Mais une génération ne représente qu’une phase relativement courte. Les phases plus longues se nomment civilisations.
Marc Bloch (1886-1944), Apologie pour l’histoire, (publication posthume en 1949)

Document trois :
Nous sommes partis du simple constat d’une distorsion : si monsieur Toutlemonde utilise à tout bout de champ le mot de génération, les universitaires font montre à son égard d’une grande frilosité.  Ils s’irritent à juste titre de l’emploi inconsidéré qui est fait d’un ingrédient censé donner du corps à toutes les sauces ou presque. Faut-il pour autant dénier toute valeur à l’approche générationnelle de l’histoire ? Nous ne le croyons pas : elle s’est révélée une grille de lecture presque toujours féconde et fournit parfois une clef explicative fondamentale.

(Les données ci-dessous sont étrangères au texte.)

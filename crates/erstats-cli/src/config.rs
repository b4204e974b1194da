use std::path::{Path, PathBuf};

use erstats_export::Format;
use erstats_export::styles::DocumentStyles;
use serde::{Deserialize, Serialize};

/// Current config version. Bump this when adding fields or changing shape.
/// Each bump requires a corresponding entry in [`migrate`].
pub const CURRENT_VERSION: u32 = 1;

#[derive(Debug, Clone, PartialEq, Serialize, Deserialize)]
pub struct ErstatsConfig {
    /// Schema version. Missing or 0 = pre-versioned config.
    #[serde(default)]
    pub config_version: u32,
    #[serde(default)]
    pub default_format: Format,
    /// Where `render` writes when no `--out` is given for a binary format.
    #[serde(default)]
    pub output_dir: Option<PathBuf>,
    /// Hospital preselected in the detail lookup.
    #[serde(default)]
    pub default_hospital: Option<String>,
    #[serde(default)]
    pub styles: DocumentStyles,
}

impl Default for ErstatsConfig {
    fn default() -> Self {
        Self {
            config_version: CURRENT_VERSION,
            default_format: Format::default(),
            output_dir: None,
            default_hospital: None,
            styles: DocumentStyles::default(),
        }
    }
}

pub fn default_config_path() -> eyre::Result<PathBuf> {
    let base = dirs::config_dir().ok_or_else(|| eyre::eyre!("no config directory found"))?;
    Ok(base.join("erstats").join("config.json"))
}

/// Load the config at `path`, or defaults when the file does not exist.
pub fn load_from(path: &Path) -> eyre::Result<ErstatsConfig> {
    if !path.exists() {
        tracing::debug!(path = %path.display(), "no config file, using defaults");
        return Ok(ErstatsConfig::default());
    }

    let contents = std::fs::read_to_string(path)
        .map_err(|e| eyre::eyre!("failed to read config at {}: {e}", path.display()))?;

    // Parse as raw JSON so we can run migrations before deserializing.
    let json: serde_json::Value = serde_json::from_str(&contents)?;
    let on_disk_version = json
        .get("config_version")
        .and_then(|v| v.as_u64())
        .unwrap_or(0) as u32;

    let migrated = migrate(json, on_disk_version)?;
    let config: ErstatsConfig = serde_json::from_value(migrated)?;
    Ok(config)
}

/// Run sequential migrations from `from_version` up to [`CURRENT_VERSION`].
///
/// Each migration is a pure transform on the raw JSON value.
pub fn migrate(mut json: serde_json::Value, from_version: u32) -> eyre::Result<serde_json::Value> {
    if from_version > CURRENT_VERSION {
        return Err(eyre::eyre!(
            "config_version {from_version} is newer than this build supports ({CURRENT_VERSION}). \
             Please update erstats."
        ));
    }

    // v0 → v1: `format` became `default_format`
    if from_version < 1 {
        let obj = json
            .as_object_mut()
            .ok_or_else(|| eyre::eyre!("config is not a JSON object"))?;
        if let Some(format) = obj.remove("format") {
            obj.entry("default_format").or_insert(format);
        }
        obj.insert(
            "config_version".to_string(),
            serde_json::Value::Number(1.into()),
        );
        tracing::warn!("migrated config v0 → v1 (renamed format to default_format)");
    }

    Ok(json)
}

pub fn save_to(path: &Path, config: &ErstatsConfig) -> eyre::Result<()> {
    if let Some(dir) = path.parent() {
        std::fs::create_dir_all(dir)?;
    }

    // Always write the current version, regardless of what was loaded.
    let mut stamped = config.clone();
    stamped.config_version = CURRENT_VERSION;
    let json = serde_json::to_string_pretty(&stamped)?;

    // Write to a temp file then rename for atomicity
    let tmp_path = path.with_extension("json.tmp");
    std::fs::write(&tmp_path, json.as_bytes())?;
    std::fs::rename(&tmp_path, path)?;

    tracing::info!(path = %path.display(), "config saved");
    Ok(())
}

pub fn delete_at(path: &Path) -> eyre::Result<bool> {
    if !path.exists() {
        return Ok(false);
    }
    std::fs::remove_file(path)?;
    tracing::info!(path = %path.display(), "config deleted");
    Ok(true)
}
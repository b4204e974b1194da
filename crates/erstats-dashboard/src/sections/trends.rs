use erstats_core::chart::{Chart, ChartKind, Series};
use erstats_core::table::{Cell, Table};
use erstats_core::widget::Widget;
use erstats_datasets::datasets::trends::{projections, research_pipeline, yearly_trends};

use super::{RenderContext, Section};

pub const GRID_TITLES: [&str; 4] = [
    "ER+ Cases Growth",
    "Survival Rate Improvement",
    "Treatment Access Expansion",
    "Combined Trends",
];

pub struct TrendsAnalysis;

impl Section for TrendsAnalysis {
    fn id(&self) -> &str {
        "trends"
    }

    fn title(&self) -> &str {
        "📈 Trends Analysis"
    }

    fn render(&self, _ctx: &RenderContext<'_>) -> Vec<Widget> {
        let projections = projections();

        vec![
            Widget::subheader("📈 ER+ Breast Cancer Trends & Projections"),
            Widget::Chart(trends_grid()),
            Widget::heading(3, &projections.title),
            Widget::Columns {
                columns: projections
                    .metrics
                    .iter()
                    .map(|m| vec![Widget::Metric(m.clone())])
                    .collect(),
            },
            Widget::heading(3, "🔬 Research Pipeline & Future Treatments"),
            Widget::Chart(pipeline_chart()),
            Widget::Table(Table::from_records(
                "research_pipeline",
                research_pipeline(),
            )),
        ]
    }
}

/// 2×2 panels; the last one overlays survival on a secondary axis.
fn trends_grid() -> Chart {
    let rows = yearly_trends();
    let years: Vec<Cell> = rows.iter().map(|r| Cell::from(r.year)).collect();
    let cases: Vec<Cell> = rows.iter().map(|r| Cell::from(r.cases)).collect();
    let survival: Vec<Cell> = rows.iter().map(|r| Cell::from(r.survival_rate)).collect();
    let access: Vec<Cell> = rows.iter().map(|r| Cell::from(r.treatment_access)).collect();

    Chart::new(
        "trends-grid",
        ChartKind::Grid,
        "ER+ Breast Cancer Trends in Philippines",
    )
    .height(600)
    .grid(2, 2, &GRID_TITLES)
    .series(
        Series::new("ER+ Cases", years.clone(), cases.clone())
            .line_color("red")
            .panel(0),
    )
    .series(
        Series::new("Survival Rate", years.clone(), survival.clone())
            .line_color("green")
            .panel(1),
    )
    .series(
        Series::new("Treatment Access", years.clone(), access)
            .line_color("blue")
            .panel(2),
    )
    .series(
        Series::new("Cases", years.clone(), cases)
            .line_color("red")
            .panel(3),
    )
    .series(
        Series::new("Survival %", years, survival)
            .line_color("green")
            .panel(3)
            .secondary_y(),
    )
}

/// Each entry is a zero-width interval at its expected year, one series per
/// phase in order of first appearance.
fn pipeline_chart() -> Chart {
    let rows = research_pipeline();

    let mut phases: Vec<&str> = Vec::new();
    for row in rows {
        if !phases.contains(&row.phase.as_str()) {
            phases.push(&row.phase);
        }
    }

    phases.into_iter().fold(
        Chart::new(
            "research-pipeline",
            ChartKind::Timeline,
            "ER+ Treatment Research Pipeline",
        )
        .axes("Expected Availability", "Treatment"),
        |chart, phase| {
            let entries: Vec<_> = rows.iter().filter(|r| r.phase == phase).collect();
            let years: Vec<Cell> = entries.iter().map(|r| Cell::from(r.expected_year)).collect();
            chart.series(
                Series::new(
                    phase,
                    years.clone(),
                    entries.iter().map(|r| Cell::text(&r.treatment)).collect(),
                )
                .x_end(years),
            )
        },
    )
}
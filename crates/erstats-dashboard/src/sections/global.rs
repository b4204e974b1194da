use erstats_core::chart::{Chart, ChartKind, Series};
use erstats_core::table::Cell;
use erstats_core::widget::{BannerTone, ButtonAction, Widget};
use erstats_datasets::datasets::prevalence::{
    country_comparison, global_snapshot, philippines_snapshot, regional_distribution,
};

use super::{RenderContext, Section};

pub const DATA_SOURCE: &str = "📡 Data Source: DOH, WHO, Global Cancer Observatory";

/// Philippines vs worldwide figures, side by side.
pub struct GlobalComparison;

impl Section for GlobalComparison {
    fn id(&self) -> &str {
        "global"
    }

    fn title(&self) -> &str {
        "🌍 Global & Philippines Data"
    }

    fn render(&self, ctx: &RenderContext<'_>) -> Vec<Widget> {
        vec![
            Widget::subheader("🌍 ER+ Breast Cancer Global vs Philippines Statistics"),
            Widget::Columns {
                columns: vec![philippines_column(), global_column()],
            },
            Widget::Divider,
            Widget::Columns {
                columns: vec![
                    vec![Widget::banner(
                        BannerTone::Success,
                        format!("🔄 Last Updated: {}", ctx.updated_at),
                    )],
                    vec![Widget::banner(BannerTone::Info, DATA_SOURCE)],
                    vec![Widget::Button {
                        label: "🔄 Refresh Data".to_string(),
                        action: ButtonAction::Refresh,
                    }],
                ],
            },
        ]
    }
}

fn philippines_column() -> Vec<Widget> {
    let snapshot = philippines_snapshot();
    let regions = regional_distribution();

    let chart = Chart::new("regional-cases", ChartKind::Bar, "ER+ Cases by Philippine Region")
        .axes("Region", "ER+ Cases")
        .series(
            Series::new(
                "ER+ Cases",
                regions.iter().map(|r| Cell::text(&r.region)).collect(),
                regions.iter().map(|r| Cell::from(r.cases)).collect(),
            )
            .color(
                "Treatment Centers",
                regions.iter().map(|r| f64::from(r.treatment_centers)).collect(),
                None,
            ),
        );

    let mut widgets = vec![Widget::heading(3, &snapshot.title)];
    widgets.extend(snapshot.widgets());
    widgets.push(Widget::heading(3, "Regional Distribution"));
    widgets.push(Widget::Chart(chart));
    widgets
}

fn global_column() -> Vec<Widget> {
    let snapshot = global_snapshot();
    let countries = country_comparison();

    let chart = Chart::new(
        "country-survival",
        ChartKind::Scatter,
        "Treatment Access vs Survival Rate by Country",
    )
    .axes("Treatment Access", "ER+ Survival Rate")
    .series(
        Series::new(
            "Countries",
            countries.iter().map(|c| Cell::from(c.treatment_access)).collect(),
            countries.iter().map(|c| Cell::from(c.survival_rate)).collect(),
        )
        .size(countries.iter().map(|c| f64::from(c.marker_weight)).collect())
        .labels(countries.iter().map(|c| c.country.clone()).collect()),
    );

    let mut widgets = vec![Widget::heading(3, &snapshot.title)];
    widgets.extend(snapshot.widgets());
    widgets.push(Widget::heading(3, "Country Comparison"));
    widgets.push(Widget::Chart(chart));
    widgets
}
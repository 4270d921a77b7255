//! Mini KV - A minimal in-memory key-value store over HTTP
//!
//! String keys and values held in a concurrent map, served through plain-text
//! GET endpoints. Nothing outlives the process.

pub mod api;
pub mod config;
pub mod error;
pub mod models;
pub mod store;

pub use api::{create_router, AppState};
pub use config::Config;
pub use store::KvStore;
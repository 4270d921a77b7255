//! Error types for the key-value server
//!
//! Provides unified error handling using thiserror.

use axum::{
    extract::rejection::PathRejection,
    http::StatusCode,
    response::{IntoResponse, Response},
};
use thiserror::Error;

// == KV Error Enum ==
/// Errors surfaced to HTTP clients.
///
/// The `Display` text of each variant is the exact plain-text response body.
#[derive(Error, Debug, Clone, PartialEq, Eq)]
pub enum KvError {
    /// The `key` path parameter was missing or empty
    #[error("key is required")]
    KeyRequired,

    /// The `key` or `value` path parameter was missing or empty
    #[error("key/value is required")]
    KeyValueRequired,

    /// No value is stored under the requested key
    #[error("value not found")]
    ValueNotFound,

    /// A path segment was present but could not be extracted
    #[error("{message}")]
    InvalidPath {
        /// Status chosen by the extractor's rejection
        status: StatusCode,
        /// Rejection body text
        message: String,
    },
}

impl From<PathRejection> for KvError {
    fn from(rejection: PathRejection) -> Self {
        KvError::InvalidPath {
            status: rejection.status(),
            message: rejection.body_text(),
        }
    }
}

impl KvError {
    /// HTTP status for this error.
    pub fn status_code(&self) -> StatusCode {
        match self {
            KvError::KeyRequired | KvError::KeyValueRequired | KvError::ValueNotFound => {
                StatusCode::BAD_REQUEST
            }
            KvError::InvalidPath { status, .. } => *status,
        }
    }
}

// == IntoResponse Implementation ==
impl IntoResponse for KvError {
    fn into_response(self) -> Response {
        (self.status_code(), self.to_string()).into_response()
    }
}

// == Config Error Enum ==
/// Errors raised while loading configuration at startup.
#[derive(Error, Debug, Clone, PartialEq, Eq)]
pub enum ConfigError {
    /// `PORT` is set but is not a valid TCP port
    #[error("invalid PORT value: {0:?}")]
    InvalidPort(String),

    /// `HOST` is set but is not a valid IP address
    #[error("invalid HOST value: {0:?}")]
    InvalidHost(String),
}

// == Result Type Alias ==
/// Convenience Result type for request handlers.
pub type Result<T> = std::result::Result<T, KvError>;
//! Request models for the key-value server API
//!
//! Every input arrives as a path parameter; this module defines the DTOs the
//! `Path` extractor deserializes into.

pub mod params;

pub use params::{KeyParams, SetParams};
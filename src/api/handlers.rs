//! API Handlers
//!
//! HTTP request handlers for each key-value server endpoint. Every handler
//! answers with a plain-text body.

use std::sync::Arc;

use axum::extract::{rejection::PathRejection, Path, State};
use tracing::{debug, warn};

use crate::error::{KvError, Result};
use crate::models::{KeyParams, SetParams};
use crate::store::KvStore;

/// Body returned by successful writes and the health check
pub const OK_BODY: &str = "ok";

/// Application state shared across all handlers.
///
/// The store synchronizes internally, so the state only needs an `Arc`.
#[derive(Clone, Default)]
pub struct AppState {
    /// Shared key-value store
    pub store: Arc<KvStore>,
}

impl AppState {
    /// Creates a new AppState around the given store.
    pub fn new(store: KvStore) -> Self {
        Self {
            store: Arc::new(store),
        }
    }

    /// Creates a new AppState sharing an existing store.
    pub fn with_shared(store: Arc<KvStore>) -> Self {
        Self { store }
    }
}

/// Unwraps extracted path parameters.
///
/// Only a route without the segments yields empty defaults; any other
/// rejection (such as a segment that is not valid UTF-8 once decoded) is
/// passed through with the extractor's own status and message.
fn path_params<T: Default>(params: std::result::Result<Path<T>, PathRejection>) -> Result<T> {
    match params {
        Ok(Path(params)) => Ok(params),
        Err(PathRejection::MissingPathParams(_)) => Ok(T::default()),
        Err(rejection) => {
            warn!("path rejected: {}", rejection.body_text());
            Err(KvError::from(rejection))
        }
    }
}

/// Handler for GET /set/:key/:value
///
/// Inserts the pair unless the key already exists, in which case the stored
/// value is kept. Responds `ok` either way.
pub async fn set_handler(
    State(state): State<AppState>,
    params: std::result::Result<Path<SetParams>, PathRejection>,
) -> Result<&'static str> {
    let params = path_params(params)?;
    let (key, value) = params.require().inspect_err(|err| warn!("set rejected: {err}"))?;

    if !state.store.set(key.clone(), value) {
        debug!(key = %key, "set: key already present, keeping existing value");
    }

    Ok(OK_BODY)
}

/// Handler for GET /get/:key
///
/// Returns the stored value as the response body.
pub async fn get_handler(
    State(state): State<AppState>,
    params: std::result::Result<Path<KeyParams>, PathRejection>,
) -> Result<String> {
    let params = path_params(params)?;
    let key = params.require().inspect_err(|err| warn!("get rejected: {err}"))?;

    state.store.get(&key).ok_or_else(|| {
        debug!(key = %key, "get: miss");
        KvError::ValueNotFound
    })
}

/// Handler for GET /delete/:key
///
/// Deleting an absent key still responds `ok`.
pub async fn delete_handler(
    State(state): State<AppState>,
    params: std::result::Result<Path<KeyParams>, PathRejection>,
) -> Result<&'static str> {
    let params = path_params(params)?;
    let key = params.require().inspect_err(|err| warn!("delete rejected: {err}"))?;

    if !state.store.delete(&key) {
        debug!(key = %key, "delete: key was not present");
    }

    Ok(OK_BODY)
}

/// Handler for GET /health
pub async fn health_handler() -> &'static str {
    OK_BODY
}
//! API Module
//!
//! HTTP handlers and routing for the key-value server.
//!
//! # Endpoints
//! - `GET /health` - Health check endpoint
//! - `GET /set/:key/:value` - Store a key-value pair (insert-if-absent)
//! - `GET /get/:key` - Retrieve a value by key
//! - `GET /delete/:key` - Delete a key

pub mod handlers;
pub mod routes;

pub use handlers::*;
pub use routes::create_router;
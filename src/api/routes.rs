//! API Routes
//!
//! Configures the Axum router with all key-value server endpoints.

use axum::{routing::get, Router};
use tower_http::{
    cors::{Any, CorsLayer},
    trace::TraceLayer,
};

use super::handlers::{delete_handler, get_handler, health_handler, set_handler, AppState};

/// Creates the main router with all endpoints configured.
///
/// # Endpoints
/// - `GET /health` - Health check endpoint
/// - `GET /set/:key/:value` - Store a pair unless the key exists
/// - `GET /get/:key` - Retrieve a value by key
/// - `GET /delete/:key` - Delete a key
///
/// The short forms (`/set/`, `/set/:key`, `/get/`, `/delete/` and friends)
/// reach the same handlers, which reject them with a 400 for the missing
/// parameter.
///
/// # Middleware
/// - CORS: Allows any origin
/// - Tracing: Logs all requests
pub fn create_router(state: AppState) -> Router {
    let cors = CorsLayer::new()
        .allow_origin(Any)
        .allow_methods(Any)
        .allow_headers(Any);

    Router::new()
        .route("/health", get(health_handler))
        .route("/set/:key/:value", get(set_handler))
        .route("/set/:key/", get(set_handler))
        .route("/set/:key", get(set_handler))
        .route("/set/", get(set_handler))
        .route("/get/:key", get(get_handler))
        .route("/get/", get(get_handler))
        .route("/delete/:key", get(delete_handler))
        .route("/delete/", get(delete_handler))
        .layer(cors)
        .layer(TraceLayer::new_for_http())
        .with_state(state)
}
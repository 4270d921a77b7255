//! Configuration Module
//!
//! Handles loading server configuration from environment variables.

use std::env;
use std::net::{IpAddr, Ipv4Addr, SocketAddr};

use crate::error::ConfigError;

/// Port used when `PORT` is unset or empty
pub const DEFAULT_PORT: u16 = 8080;

/// Address used when `HOST` is unset or empty
pub const DEFAULT_HOST: IpAddr = IpAddr::V4(Ipv4Addr::UNSPECIFIED);

/// Server configuration parameters.
#[derive(Debug, Clone, PartialEq, Eq)]
pub struct Config {
    /// Address to bind the listener on
    pub host: IpAddr,
    /// HTTP server port
    pub port: u16,
}

impl Config {
    /// Creates a new Config by loading values from environment variables.
    ///
    /// # Environment Variables
    /// - `PORT` - HTTP server port (default: 8080)
    /// - `HOST` - Bind address (default: 0.0.0.0)
    ///
    /// Unset or empty variables fall back to their defaults. A value that is
    /// present but unparsable is an error.
    pub fn from_env() -> Result<Self, ConfigError> {
        Self::from_vars(env::var("HOST").ok(), env::var("PORT").ok())
    }

    /// Builds a Config from raw variable values.
    pub fn from_vars(host: Option<String>, port: Option<String>) -> Result<Self, ConfigError> {
        let host = match non_empty(host) {
            Some(raw) => raw
                .parse()
                .map_err(|_| ConfigError::InvalidHost(raw.clone()))?,
            None => DEFAULT_HOST,
        };

        let port = match non_empty(port) {
            Some(raw) => raw
                .parse()
                .map_err(|_| ConfigError::InvalidPort(raw.clone()))?,
            None => DEFAULT_PORT,
        };

        Ok(Self { host, port })
    }

    /// Returns the socket address the server should bind.
    pub fn socket_addr(&self) -> SocketAddr {
        SocketAddr::new(self.host, self.port)
    }
}

impl Default for Config {
    fn default() -> Self {
        Self {
            host: DEFAULT_HOST,
            port: DEFAULT_PORT,
        }
    }
}

fn non_empty(value: Option<String>) -> Option<String> {
    value
        .map(|v| v.trim().to_string())
        .filter(|v| !v.is_empty())
}
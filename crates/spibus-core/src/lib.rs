//! spibus-core - Chunked SPI transfer engine
//!
//! This crate provides [`SpiBus`], a mutex-guarded session over a single SPI
//! bus device. Every logical transfer is split into chunks no larger than the
//! configured maximum transfer length, and an optional chip-select hook is
//! driven around the whole logical transfer rather than around each chunk.
//!
//! Backends plug in through two traits:
//!
//! - [`Connector`] opens and configures a device for a [`BusConfig`]
//! - [`Transport`] submits one batch of [`Descriptor`]s atomically
//!
//! # Example
//!
//! ```ignore
//! use spibus_core::{BusConfig, Mode, SpiBus};
//!
//! let bus = SpiBus::new(connector);
//! bus.init(&BusConfig::new("/dev/spidev0.0").with_mode(Mode::Mode3))?;
//!
//! // Read three bytes from register 0x2A
//! let mut id = [0u8; 3];
//! bus.read_reg(0x2A, &mut id)?;
//! ```

#![warn(missing_docs)]
#![warn(rust_2018_idioms)]

pub mod bus;
pub mod chip_select;
pub mod config;
pub mod error;
pub mod transfer;

pub use bus::{SpiBus, DEFAULT_MAX_TRANSFER_LEN};
pub use chip_select::{ChipSelect, ChipSelectControl};
pub use config::{BusConfig, Mode, ModeFlags};
pub use error::{ConfigStep, Error, Result, StagingBuffer};
pub use transfer::{Chunk, Chunks, Connector, Descriptor, Transport};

En effet  il y a toujours des événements inauguraux que l’on peut dire générationnels puisqu’ils structurent toute une époque en donnant un cadre de représentations mentales complexes et en provoquant de façon durables des comportements propres, des pratiques politiques, sociales, culturelles, des réflexes singuliers, des refus, des déviances, des inclinations. Pour peu qu’elles aient été exposées à l’événement pendant un laps de temps suffisant, ce sont plusieurs cohortes[2] qui en seront marquées de façon plus ou moins profonde, parfois contradictoire, mais souvent indélébile. Elles constituent ce que Pascal Balmand, étudiant les années 1930, nomme « un tronc générationnel ». Bien entendu, à partir de ce tronc commun, en l’occurrence la volonté de créer un homme nouveau, partent différentes branches, et l’approche générationnelle ne peut à elle seule expliquer pourquoi certains empruntent la voie fasciste alors que d’autres privilégient  le credo marxiste.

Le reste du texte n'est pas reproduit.